- Born: Nigel Griggs 18 August 1949 (age 76) Hatfield, England
- Genres: Rock, pop, funk
- Occupations: Musician, producer, songwriter
- Instruments: Bass guitar, vocals
- Years active: 1968–present

= Nigel Griggs =

British-born bass guitarist

Nigel Griggs (born 18 August 1949) is an English musician, best known as bass guitarist in the band Split Enz. He is the brother of Paul Griggs from the 1970s vocal group Guys 'n' Dolls.

==Biography==
A professional musician since 1963, Griggs has played in a number of bands, notably The Cortinas and Octopus, 1963–1971, with his brother Paul Griggs.
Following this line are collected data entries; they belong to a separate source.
//! Core data models: the three tournament exports and the statistics derived from them.

mod analysis;
mod decklist;
mod ids;
mod match_result;
mod stats;

pub use analysis::*;
pub use decklist::*;
pub use ids::*;
pub use match_result::*;
pub use stats::*;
Nigel Griggs joined Split Enz in 1977 at the same time Neil Finn did, at the recommendation of the band's then-drummer and close friend of Griggs, Malcolm Green. Griggs stayed with the Enz until their 1984 split. His songwriting credits with the band include "Dirty Creature", co-written with Neil Finn and Tim Finn.

After the Enz split, Griggs joined fellow former Enz members Noel Crombie, Eddie Rayner, and Phil Judd in the band Schnell Fenster, alongside guitarist Michael den Elzen .

In 1996, when Crowded House split up and released their greatest hits album Recurring Dream, frontman Neil Finn approached Griggs to put together a collection of the band's greatest live performances, to append selected copies of Recurring Dream.

In 2002, Griggs released a solo album, Sleeper, through the Split Enz fanclub, Frenz of the Enz.

Griggs has participated in most of Split Enz's reunions, but is not part of their 2026 reunion tour.